Il en va de même autour d’un éventuel SCAF franco-français. Emportée par Dassault Aviation, Safran, Thales, MBDA et l’ensemble de la Team Rafale, la BITD aéronautique française est aujourd’hui l’une des cinq pouvant effectivement développer en toute autonomie un avion de combat de 6ᵉ génération dans le monde.

Ce d’autant qu’une partie des développements requis pour SCAF sera préalablement développée dans le cadre du très ambitieux programme Rafale F5, annoncé par Sébastien Lecornu à l’occasion des débats parlementaires concernant la Loi de Programmation Militaire française 2024-2030.

2.1 Estimations financières

Si le développement technologique et industriel de ces deux programmes ne représente pas un obstacle pour l’industrie de défense française, leur financement, en revanche, sera incontestablement difficile à mettre en œuvre, tout au moins en visant les mêmes ambitions.

C’est d’ailleurs l’une des principales justifications avancées par l’exécutif français pour soutenir l’intérêt d’un codéveloppement franco-allemand de ces deux programmes, plutôt qu’une solution purement nationale, comme ce fut le cas pour le Leclerc et le Rafale.

En effet, concevoir seule, puis construire les quelques centaines de chars de combat, véhicules de combat blindés et lance-missiles de nouvelle génération de MGCS, ainsi que les 250 avions de chasse, et autant de drones de combat, du programme SCAF, couterait cher, et même très cher au budget des armées.

EMBT Nexter KNDS
Le EMBT peut représenter une solution d’attente, mais pas une alternative à MGCS

Sur la base des projections existantes concernant ces deux programmes, ceux-ci couteraient à la France entre 3,5 et 4,5 Md€ (en euro 2023) par an, et ce pendant plus de 20 ans.

Déduction faite des engagements de financement dans le cadre des coopérations existantes, il s’agirait d’un surcout de 2 à 3 Md€ par an, particulièrement sensible lors de la phase de conception.

2.2 Impacts sur le budget de défense français

Ce surcout peut paraitre « accessible » à la France et son PIB de 3 000 Md€. Il représente toutefois une hausse de l’ordre de 20 Md€ sur la seule LPM 2024-2030, inflation comprise, mais aussi une hausse de près de 30 % du budget consacré par les Armées aux Programmes à Effet Majeur, ou PEM, autour de 8 Md€ en 2023.

Il sera donc tout sauf aisé pour la France de financer seule un tel effort, tout de moins en préservant le périmètre technologique et les ambitions préalablement définies autour des deux programmes.

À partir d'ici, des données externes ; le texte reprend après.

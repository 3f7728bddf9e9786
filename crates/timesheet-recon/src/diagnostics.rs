//! Non-fatal findings of a run.
//!
//! The engine never logs warnings on its own. Everything worth telling the
//! operator is collected here and handed back with the [`crate::Report`], so
//! callers decide where it goes.

use std::fmt;

#[derive(Debug, Clone, Copy, PartialEq, Eq, PartialOrd, Ord)]
pub enum Severity {
    Info,
    Warning,
}

#[derive(Debug, Clone, PartialEq, Eq)]
pub enum Diagnostic {
    /// A later mapping row repeated a staff id and was dropped.
    DuplicateStaffId { staff_id: String, segment: String },
    /// A cell could not be parsed; the derived value is treated as absent.
    MalformedCell {
        table: String,
        row: usize,
        column: String,
        value: String,
    },
    /// A cell that was not valid UTF-8 and was read with replacement characters.
    InvalidEncoding {
        table: String,
        row: usize,
        column: String,
    },
    /// Secondary entries whose period label could not be parsed. They can still
    /// match on their entry date.
    UnparsedPeriodLabels { count: usize, example: String },
    /// A primary staff id with no mapping row.
    UnresolvedIdentity { staff_id: String },
}

impl Diagnostic {
    pub fn severity(&self) -> Severity {
        match self {
            Diagnostic::UnresolvedIdentity { .. } => Severity::Info,
            Diagnostic::DuplicateStaffId { .. }
            | Diagnostic::MalformedCell { .. }
            | Diagnostic::InvalidEncoding { .. }
            | Diagnostic::UnparsedPeriodLabels { .. } => Severity::Warning,
        }
    }
}

impl fmt::Display for Diagnostic {
    fn fmt(&self, f: &mut fmt::Formatter<'_>) -> fmt::Result {
        match self {
            Diagnostic::DuplicateStaffId { staff_id, segment } => write!(
                f,
                "duplicate mapping for staff id {staff_id} in '{segment}', keeping the first"
            ),
            Diagnostic::MalformedCell {
                table,
                row,
                column,
                value,
            } => write!(
                f,
                "{table} row {}: cannot parse {column} value '{value}'",
                row + 1
            ),
            Diagnostic::InvalidEncoding { table, row, column } => write!(
                f,
                "{table} row {}: {column} is not valid UTF-8, undecodable bytes replaced",
                row + 1
            ),
            Diagnostic::UnparsedPeriodLabels { count, example } => write!(
                f,
                "{count} timesheet period label(s) could not be parsed (e.g. '{example}'), \
                 matching those entries by entry date only"
            ),
            Diagnostic::UnresolvedIdentity { staff_id } => {
                write!(f, "no mapping for staff id {staff_id}")
            }
        }
    }
}

#[cfg(test)]
mod tests {
    use super::*;

    #[test]
    fn malformed_cell_rows_are_one_based() {
        let diagnostic = Diagnostic::MalformedCell {
            table: "primary".into(),
            row: 0,
            column: "TIMEPERIOD".into(),
            value: "soon".into(),
        };
        assert_eq!(
            diagnostic.to_string(),
            "primary row 1: cannot parse TIMEPERIOD value 'soon'"
        );
        assert_eq!(diagnostic.severity(), Severity::Warning);
    }
}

Il s’agit, à ce titre, d’une des craintes exprimées par les personnes qui aujourd’hui y travaillent côté français, redoutant que, dans une telle hypothèse, la France, ses armées et son industrie de défense, doivent descendre d’une division face aux nouveaux chars et avions américains, allemands, britanniques ou chinois.

PANG Marine Nationale
Les Armées françaises doivent financer d’autres programmes gourmands en ressources, comme le porte-avions de nouvelle génération

Il est vrai que les opportunités françaises pour financer de tels programmes, sont peu nombreuses. La pression fiscale étant déjà à un très haut niveau, il n’est pas question de s’appuyer sur de nouvelles taxes pour générer des recettes supplémentaires.

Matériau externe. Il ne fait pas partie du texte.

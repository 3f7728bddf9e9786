//! Untyped, already-parsed input tables.
//!
//! The engine only ever sees a [`Table`] of string cells. The loaders here turn
//! CSV files and workbook sheets into one, and the typed records are derived
//! from it using the column names declared in [`crate::Columns`].

use std::borrow::Cow;
use std::ffi::OsStr;
use std::io::Read;
use std::path::Path;

use calamine::{Data, DataType as _, Reader as _};

use crate::{Diagnostic, ReconcileError, Result};

const WORKBOOK_EXTENSIONS: &[&str] = &["xlsx", "xlsm", "xlsb", "xls", "ods"];

#[derive(Debug, Clone, PartialEq, Eq)]
pub struct Table {
    name: String,
    headers: Vec<String>,
    rows: Vec<Vec<String>>,
    /// `(row, column)` of cells that were not valid UTF-8.
    undecodable: Vec<(usize, usize)>,
}

impl Table {
    pub fn new(name: impl Into<String>, headers: Vec<String>, rows: Vec<Vec<String>>) -> Self {
        let headers = headers.into_iter().map(|h| h.trim().to_owned()).collect();
        Table {
            name: name.into(),
            headers,
            rows,
            undecodable: Vec::new(),
        }
    }

    /// Read a CSV table with a header row.
    ///
    /// Cells that are not valid UTF-8 (Latin-1 exports, mostly) are decoded
    /// with replacement characters and reported by [`Table::encoding_diagnostics`].
    pub fn from_csv_reader(name: impl Into<String>, reader: impl Read) -> Result<Self> {
        let name = name.into();
        let csv_error = |source| ReconcileError::Csv {
            table: name.clone(),
            source,
        };

        let mut reader = csv::ReaderBuilder::new().flexible(true).from_reader(reader);
        let headers = reader
            .byte_headers()
            .map_err(csv_error)?
            .iter()
            .map(|field| String::from_utf8_lossy(field).into_owned())
            .collect();

        let mut rows = Vec::new();
        let mut undecodable = Vec::new();
        for record in reader.byte_records() {
            let record = record.map_err(csv_error)?;
            let row = rows.len();
            let cells = record
                .iter()
                .enumerate()
                .map(|(column, field)| match String::from_utf8_lossy(field) {
                    Cow::Borrowed(cell) => cell.to_owned(),
                    Cow::Owned(cell) => {
                        undecodable.push((row, column));
                        cell
                    }
                })
                .collect();
            rows.push(cells);
        }

        let mut table = Table::new(name, headers, rows);
        table.undecodable = undecodable;
        Ok(table)
    }

    pub fn read_csv(name: impl Into<String>, path: impl AsRef<Path>) -> Result<Self> {
        let name = name.into();
        let file = std::fs::File::open(path).map_err(|error| ReconcileError::Csv {
            table: name.clone(),
            source: error.into(),
        })?;
        Self::from_csv_reader(name, file)
    }

    /// Read one sheet of a workbook (xlsx, xlsb, xls or ods), or its first sheet
    /// when `sheet` is `None`. The first non-empty row holds the headers and
    /// blank rows are skipped.
    pub fn read_sheet(
        name: impl Into<String>,
        path: impl AsRef<Path>,
        sheet: Option<&str>,
    ) -> Result<Self> {
        let name = name.into();
        let workbook_error = |source| ReconcileError::Workbook {
            table: name.clone(),
            source,
        };

        let mut workbook = calamine::open_workbook_auto(path).map_err(workbook_error)?;
        let sheet_names = workbook.sheet_names();
        let sheet = match sheet {
            Some(sheet) if sheet_names.iter().any(|candidate| candidate == sheet) => {
                sheet.to_owned()
            }
            Some(sheet) => {
                return Err(ReconcileError::MissingSheet {
                    table: name.clone(),
                    sheet: sheet.to_owned(),
                });
            }
            None => sheet_names
                .first()
                .cloned()
                .ok_or(calamine::Error::Msg("workbook has no sheets"))
                .map_err(workbook_error)?,
        };
        let range = workbook.worksheet_range(&sheet).map_err(workbook_error)?;

        let mut rows = range
            .rows()
            .filter(|row| !row.iter().all(|cell| matches!(cell, Data::Empty)))
            .map(|row| row.iter().map(sheet_cell).collect::<Vec<_>>());
        let headers = rows.next().unwrap_or_default();
        let rows = rows.collect();
        tracing::debug!("read sheet '{sheet}' as table '{name}'");

        Ok(Table::new(name, headers, rows))
    }

    /// Read a workbook's first sheet or a CSV file, by extension.
    pub fn read(name: impl Into<String>, path: impl AsRef<Path>) -> Result<Self> {
        let path = path.as_ref();
        let extension = path
            .extension()
            .and_then(OsStr::to_str)
            .map(str::to_ascii_lowercase)
            .unwrap_or_default();
        if WORKBOOK_EXTENSIONS.contains(&extension.as_str()) {
            Self::read_sheet(name, path, None)
        } else {
            Self::read_csv(name, path)
        }
    }

    pub fn name(&self) -> &str {
        &self.name
    }

    pub fn headers(&self) -> &[String] {
        &self.headers
    }

    pub fn len(&self) -> usize {
        self.rows.len()
    }

    pub fn is_empty(&self) -> bool {
        self.rows.is_empty()
    }

    /// Position of a required column.
    pub fn column(&self, column: &str) -> Result<usize> {
        let wanted = column.trim();
        self.headers
            .iter()
            .position(|header| header == wanted)
            .ok_or_else(|| ReconcileError::MissingColumn {
                table: self.name.clone(),
                column: wanted.to_owned(),
            })
    }

    pub fn rows(&self) -> impl Iterator<Item = Row<'_>> {
        self.rows.iter().enumerate().map(|(index, cells)| Row { index, cells })
    }

    /// One diagnostic per cell that had to be decoded lossily.
    pub fn encoding_diagnostics(&self) -> impl Iterator<Item = Diagnostic> + '_ {
        self.undecodable
            .iter()
            .map(|&(row, column)| Diagnostic::InvalidEncoding {
                table: self.name.clone(),
                row,
                column: self
                    .headers
                    .get(column)
                    .cloned()
                    .unwrap_or_else(|| format!("#{}", column + 1)),
            })
    }
}

fn sheet_cell(cell: &Data) -> String {
    match cell {
        Data::Empty => String::new(),
        Data::String(text) => text.clone(),
        Data::DateTime(_) => match cell.as_datetime() {
            Some(datetime) => datetime.format("%Y-%m-%d %H:%M:%S").to_string(),
            None => cell.to_string(),
        },
        other => other.to_string(),
    }
}

#[derive(Debug, Clone, Copy)]
pub struct Row<'a> {
    /// Zero-based position in the table, header excluded.
    pub index: usize,
    cells: &'a [String],
}

impl<'a> Row<'a> {
    /// Cell at `column`, empty when the row is short.
    pub fn get(&self, column: usize) -> &'a str {
        self.cells.get(column).map(String::as_str).unwrap_or("")
    }
}

#[cfg(test)]
mod tests {
    use super::*;

    #[test]
    fn read_csv_trims_headers() {
        let source = "RESOURCEID , UNITS_CONSUMED\n100,40\n101,8.5\n";
        let table = Table::from_csv_reader("primary", source.as_bytes()).unwrap();

        assert_eq!(table.headers(), ["RESOURCEID", "UNITS_CONSUMED"]);
        assert_eq!(table.len(), 2);
        assert_eq!(table.column("UNITS_CONSUMED").unwrap(), 1);
    }

    #[test]
    fn short_rows_read_as_empty_cells() {
        let source = "a,b,c\n1\n";
        let table = Table::from_csv_reader("t", source.as_bytes()).unwrap();
        let row = table.rows().next().unwrap();

        assert_eq!(row.get(0), "1");
        assert_eq!(row.get(2), "");
    }

    #[test]
    fn latin1_cells_are_replaced_and_reported() {
        let source = b"RESOURCEID,RESOURCE_NAME\n100,Jane Doe\n101,Jos\xE9 Roe\n";
        let table = Table::from_csv_reader("primary", &source[..]).unwrap();

        assert_eq!(table.len(), 2);
        assert_eq!(table.rows().nth(1).unwrap().get(1), "Jos\u{FFFD} Roe");
        assert_eq!(
            table.encoding_diagnostics().collect::<Vec<_>>(),
            [Diagnostic::InvalidEncoding {
                table: "primary".to_owned(),
                row: 1,
                column: "RESOURCE_NAME".to_owned(),
            }]
        );
    }

    fn mapping_workbook(path: &Path) {
        let mut workbook = rust_xlsxwriter::Workbook::new();
        for (sheet, staff_id, email) in [
            ("Offshore Active", 100.0, "jane@x.com"),
            ("Offshore Inactive", 101.0, "john@x.com"),
        ] {
            let worksheet = workbook.add_worksheet();
            worksheet.set_name(sheet).unwrap();
            worksheet.write_string(0, 0, "PS ID").unwrap();
            worksheet.write_string(0, 1, "CG Email Id").unwrap();
            worksheet.write_string(0, 2, "P&L Owner new").unwrap();
            worksheet.write_number(2, 0, staff_id).unwrap();
            worksheet.write_string(2, 1, email).unwrap();
            worksheet.write_string(2, 2, "Retail").unwrap();
        }
        workbook.save(path).unwrap();
    }

    #[test]
    fn read_named_sheets_of_a_workbook() {
        let dir =
            std::env::temp_dir().join(format!("timesheet-recon-table-{}", std::process::id()));
        std::fs::create_dir_all(&dir).unwrap();
        let path = dir.join("mapping.xlsx");
        mapping_workbook(&path);

        let inactive =
            Table::read_sheet("Offshore Inactive", &path, Some("Offshore Inactive")).unwrap();
        assert_eq!(inactive.headers(), ["PS ID", "CG Email Id", "P&L Owner new"]);
        assert_eq!(inactive.len(), 1);
        let row = inactive.rows().next().unwrap();
        assert_eq!(row.get(0), "101");
        assert_eq!(row.get(1), "john@x.com");

        let first = Table::read("mapping", &path).unwrap();
        assert_eq!(first.rows().next().unwrap().get(1), "jane@x.com");

        let error = Table::read_sheet("mapping", &path, Some("Offshore")).unwrap_err();
        assert_eq!(
            error.to_string(),
            "table 'mapping' has no sheet named 'Offshore'"
        );

        std::fs::remove_dir_all(&dir).unwrap();
    }

    #[test]
    fn missing_column_is_named() {
        let table = Table::new("primary", vec!["RESOURCEID".into()], Vec::new());
        let error = table.column("TSSTATUS").unwrap_err();

        assert_eq!(
            error.to_string(),
            "table 'primary' is missing required column 'TSSTATUS'"
        );
    }
}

De même, la dette publique française, qui atteint désormais les 3 000 Md€, interdit à Paris de se tourner vers de quelconques formes de financement classique, fut-il issu d’un emprunt national ou d’un livret d’état, sauf à radicalement changer les paradigmes actuels concernant le financement de l’effort de défense, ce qui n’est pas d’actualité.

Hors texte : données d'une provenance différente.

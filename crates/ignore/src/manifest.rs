/*!
The manifest pipeline (C5) is a thin consumer layered on top of the
traverser: filter to `.json` files, hand each one to a caller-supplied
parse-and-validate oracle, keep what comes back `Some`.
*/

use std::path::{Path, PathBuf};
use std::rc::Rc;

use crate::fs::Filesystem;
use crate::level::LevelStore;
use crate::oracle::IgnoreOracle;
use crate::pattern;
use crate::walk::Walker;

/// A file that parsed and validated as a manifest.
#[derive(Debug, Clone)]
pub struct DiscoveredManifest<M> {
    pub path: PathBuf,
    pub metadata: M,
}

/// The typed oracle the core depends on but does not implement: read bytes,
/// decode them as the manifest schema, validate, and report `None` on any
/// failure at any stage. Concrete manifest schemas live outside this crate.
pub trait ManifestOracle<M> {
    fn parse_and_validate(&self, bytes: &[u8]) -> Option<M>;
}

const STATE_FILE_NAME: &str = ".bmt.json";
const GIT_DIR_PATTERN: &str = ".git/";

fn is_json_candidate(path: &Path) -> bool {
    let name = match path.file_name().and_then(|n| n.to_str()) {
        Some(n) => n,
        None => return false,
    };
    name.ends_with(".json") && name != STATE_FILE_NAME
}

/// Discovers manifests under `root`.
///
/// When `respect_gitignore` is true, or `additional_ignores` is non-empty, a
/// hierarchical engine is built with `.git/` and `.bmt.json` as base ignores
/// plus the caller's additional patterns, and `ignore_gitignore_files =
/// !respect_gitignore`. Otherwise discovery falls back to a legacy substring
/// / simple-glob filter over every path (see [`legacy_discover`]).
pub fn discover_manifests<M, O: ManifestOracle<M>>(
    fs: Rc<dyn Filesystem>,
    root: PathBuf,
    respect_gitignore: bool,
    additional_ignores: &[String],
    oracle: &O,
) -> Vec<DiscoveredManifest<M>> {
    if respect_gitignore || !additional_ignores.is_empty() {
        hierarchical_discover(fs, root, respect_gitignore, additional_ignores, oracle)
    } else {
        legacy_discover(fs.as_ref(), &root, oracle)
    }
}

fn hierarchical_discover<M, O: ManifestOracle<M>>(
    fs: Rc<dyn Filesystem>,
    root: PathBuf,
    respect_gitignore: bool,
    additional_ignores: &[String],
    oracle: &O,
) -> Vec<DiscoveredManifest<M>> {
    let mut root_patterns = Vec::new();
    for (i, base) in [GIT_DIR_PATTERN, STATE_FILE_NAME].into_iter().enumerate() {
        if let Some(p) = pattern::compile(base, "<base-ignores>", (i + 1) as u64, "") {
            root_patterns.push(p);
        }
    }
    for (i, raw) in additional_ignores.iter().enumerate() {
        if let Some(p) = pattern::compile(raw, "<additional-ignores>", (i + 1) as u64, "") {
            root_patterns.push(p);
        }
    }

    let read_fs = Rc::clone(&fs);
    let levels = LevelStore::new(Rc::clone(&fs), root, root_patterns, !respect_gitignore);
    let ignore_oracle = Rc::new(IgnoreOracle::new(fs, levels));

    let mut out = Vec::new();
    for entry in Walker::new(ignore_oracle).include_ignored(false) {
        if entry.is_directory {
            continue;
        }
        if !is_json_candidate(&entry.path) {
            continue;
        }
        if let Some(metadata) = read_bytes_via(read_fs.as_ref(), &entry.path, oracle) {
            out.push(DiscoveredManifest { path: entry.path, metadata });
        }
    }
    out
}

fn read_bytes_via<M, O: ManifestOracle<M>>(
    fs: &dyn Filesystem,
    path: &Path,
    oracle: &O,
) -> Option<M> {
    let bytes = fs.read_bytes(path).ok()?;
    oracle.parse_and_validate(&bytes)
}

/// The non-gitignore fallback: recursively list every path under `root` and
/// reject any whose string representation contains an ignore substring or
/// matches it as a simple glob. Retained only for "no gitignore respect and
/// no additional patterns"; prefer the hierarchical path otherwise. Base
/// ignores (`.git/`, `.bmt.json`) still apply here via [`legacy_matches`] —
/// the legacy path is a looser matcher, not an unfiltered one.
fn legacy_discover<M, O: ManifestOracle<M>>(
    fs: &dyn Filesystem,
    root: &Path,
    oracle: &O,
) -> Vec<DiscoveredManifest<M>> {
    let mut out = Vec::new();
    let mut stack = vec![root.to_path_buf()];
    while let Some(dir) = stack.pop() {
        let children = match fs.list(&dir) {
            Ok(children) => children,
            Err(err) => {
                log::warn!("could not list {}: {}", dir.display(), err);
                continue;
            }
        };
        for child in children {
            let relative = crate::relative_path::to_relative_string(root, &child);
            if legacy_matches(&relative, ".git") || legacy_matches(&relative, STATE_FILE_NAME) {
                continue;
            }
            let is_dir = fs.metadata(&child).map(|m| m.is_dir).unwrap_or(false);
            if is_dir {
                stack.push(child);
                continue;
            }
            if !is_json_candidate(&child) {
                continue;
            }
            if let Some(metadata) = read_bytes_via(fs, &child, oracle) {
                out.push(DiscoveredManifest { path: child, metadata });
            }
        }
    }
    out
}

fn simple_glob_matches(pattern: &str, text: &str) -> bool {
    fn helper(p: &[u8], t: &[u8]) -> bool {
        match (p.first(), t.first()) {
            (None, None) => true,
            (Some(b'*'), _) => {
                helper(&p[1..], t) || (!t.is_empty() && helper(p, &t[1..]))
            }
            (Some(pc), Some(tc)) if pc == tc => helper(&p[1..], &t[1..]),
            _ => false,
        }
    }
    helper(pattern.as_bytes(), text.as_bytes())
}

/// The legacy fallback's substring/glob policy, used by [`legacy_discover`]
/// to enforce base ignores; kept as a free function so it is independently
/// testable.
pub fn legacy_matches(path_str: &str, raw_pattern: &str) -> bool {
    path_str.contains(raw_pattern) || simple_glob_matches(raw_pattern, path_str)
}

#[cfg(test)]
mod tests {
    use super::*;
    use crate::fs::MemoryFilesystemBuilder;

    /// A `"name"` key distinguishes a manifest-shaped JSON file from an
    /// unrelated one like `package.json`, the way a real schema's
    /// validation would.
    struct AlwaysAccept;
    impl ManifestOracle<String> for AlwaysAccept {
        fn parse_and_validate(&self, bytes: &[u8]) -> Option<String> {
            let text = std::str::from_utf8(bytes).ok()?;
            if text.trim_start().starts_with('{') && text.contains("\"name\"") {
                Some(text.to_string())
            } else {
                None
            }
        }
    }

    fn fixture() -> (Rc<dyn Filesystem>, PathBuf) {
        let root = PathBuf::from("/project");
        let fs = MemoryFilesystemBuilder::new(&root)
            .file("/project/.gitignore", b"temp/\n*.log\nnode_modules\n")
            .file("/project/.bmt.json", b"{}")
            .file("/project/package.json", b"{}")
            .dir("/project/mods/a")
            .file("/project/mods/a/manifest.json", b"{\"name\":\"a\"}")
            .dir("/project/plugins/b")
            .file("/project/plugins/b/manifest.json", b"{\"name\":\"b\"}")
            .dir("/project/broken")
            .file("/project/broken/manifest.json", b"{ broken json")
            .dir("/project/temp")
            .file("/project/temp/manifest.json", b"{\"name\":\"temp\"}")
            .build();
        (Rc::new(fs), root)
    }

    #[test]
    fn basic_discovery_with_gitignore_excludes_ignored_and_root_files() {
        let (fs, root) = fixture();
        let results = discover_manifests(fs, root.clone(), true, &[], &AlwaysAccept);
        let paths: Vec<&Path> = results.iter().map(|m| m.path.as_path()).collect();
        assert!(paths.contains(&root.join("mods/a/manifest.json").as_path()));
        assert!(paths.contains(&root.join("plugins/b/manifest.json").as_path()));
        assert_eq!(results.len(), 2);
    }

    #[test]
    fn disabling_gitignore_includes_temp_and_package_json_is_not_a_manifest_name() {
        let (fs, root) = fixture();
        let results = discover_manifests(fs, root.clone(), false, &[], &AlwaysAccept);
        let paths: Vec<&Path> = results.iter().map(|m| m.path.as_path()).collect();
        assert!(paths.contains(&root.join("temp/manifest.json").as_path()));
        assert_eq!(results.len(), 3);
    }

    #[test]
    fn additional_ignores_override_even_without_a_gitignore_file() {
        let root = PathBuf::from("/project");
        let fs = MemoryFilesystemBuilder::new(&root)
            .dir("/project/allowed")
            .file("/project/allowed/manifest.json", b"{\"name\":\"allowed\"}")
            .dir("/project/custom_ignored")
            .file("/project/custom_ignored/manifest.json", b"{\"name\":\"x\"}")
            .build();
        let results = discover_manifests(
            Rc::new(fs),
            root.clone(),
            true,
            &["custom_ignored".to_string()],
            &AlwaysAccept,
        );
        assert_eq!(results.len(), 1);
        assert_eq!(results[0].path, root.join("allowed/manifest.json"));
    }

    #[test]
    fn broken_json_yields_none_and_is_skipped() {
        let (fs, root) = fixture();
        let results = discover_manifests(fs, root, true, &[], &AlwaysAccept);
        assert!(!results.iter().any(|m| m.path.ends_with("broken/manifest.json")));
    }

    #[test]
    fn legacy_matches_supports_substring_and_star_glob() {
        assert!(legacy_matches("build/output.log", "build"));
        assert!(legacy_matches("node_modules/pkg/index.js", "node_*"));
        assert!(!legacy_matches("src/main.rs", "node_modules"));
    }

    #[test]
    fn legacy_discovery_still_excludes_base_ignores() {
        let root = PathBuf::from("/project");
        let fs = MemoryFilesystemBuilder::new(&root)
            .dir("/project/.git")
            .file("/project/.git/config.json", b"{\"name\":\"not-a-mod\"}")
            .file("/project/.bmt.json", b"{}")
            .dir("/project/mods/a")
            .file("/project/mods/a/manifest.json", b"{\"name\":\"a\"}")
            .build();
        let results = discover_manifests(Rc::new(fs), root.clone(), false, &[], &AlwaysAccept);
        let paths: Vec<&Path> = results.iter().map(|m| m.path.as_path()).collect();
        assert_eq!(paths, vec![root.join("mods/a/manifest.json").as_path()]);
    }
}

La réattribution budgétaire, enfin, qu’elle soit interne au ministère des Armées ou externe à ce dernier, semble aussi à exclure, tant les budgets sont sous tension dans nombre de domaines, interdisant toute marge de manœuvre de ce type à Bercy.

On comprend, dans ce contexte, l’attachement de la France à la poursuite de ces deux programmes actuels. Il s’agit aussi d’un des principaux reproches faits par l’Allemagne à la France les concernant. Les Allemands estiment, non sans raison, n’être avant tout que les financiers de cette coopération aux yeux de la France et de son industrie de défense.

3. La France peut-elle se tourner vers de nouveaux partenaires ?

De fait, la solution la plus évidente pour Paris, face à un effondrement du partenariat industriel de défense franco-allemand, serait de se tourner vers d’autres partenaires. Bien que prometteuse, cette solution n’est pas dénuée de risques et de contraintes.

En effet, les contraintes qui aujourd’hui viennent menacer SCAF et MGCS, et avant eux de nombreux autres programmes français en coopération européenne, peuvent évidemment entraver d’éventuels nouveaux partenariats industriels de défense.

3.1 Atouts et contraintes du partenariat technologique international

Il est vrai que la France fait office de mouton noir en Europe, alors qu’elle a, derrière elle, une longue liste de programmes de défense avortés avec l’Allemagne, mais aussi la Grande-Bretagne, l’Italie, l’Espagne et d’autres.

3.1.1 Réduction des couts et extension de l’assiette industrielle

Cette coopération a bien sûr de nombreux atouts. D’une part, elle permet de partager les couts de recherche et de développement, même si une règle empirique veut que les couts de conception augmentent selon la racine carrée du nombre de partenaires.

Remote Carrier Airbus DS et MBDA
Le partage industriel est l’un des sujets critiques dans la conception d’une coopération internationale industrielle de défense

Ainsi, à deux partenaires, les couts de conception augmenteront en moyenne de 40 %, et de presque 75 % à trois. Cependant, la participation de chaque État s’avère 30 % moins élevée à 2 partenaires, et plus de 40 % moins onéreuse si trois pays collaborent.

D’autre part, la collaboration internationale permet d’étendre l’assiette industrielle du programme, et ainsi d’atteindre certains seuils entrainants des baisses de couts par économie d’échelle. C’est le cas aussi bien pour la production initiale que concernant la maintenance et l’évolutivité des équipements produits.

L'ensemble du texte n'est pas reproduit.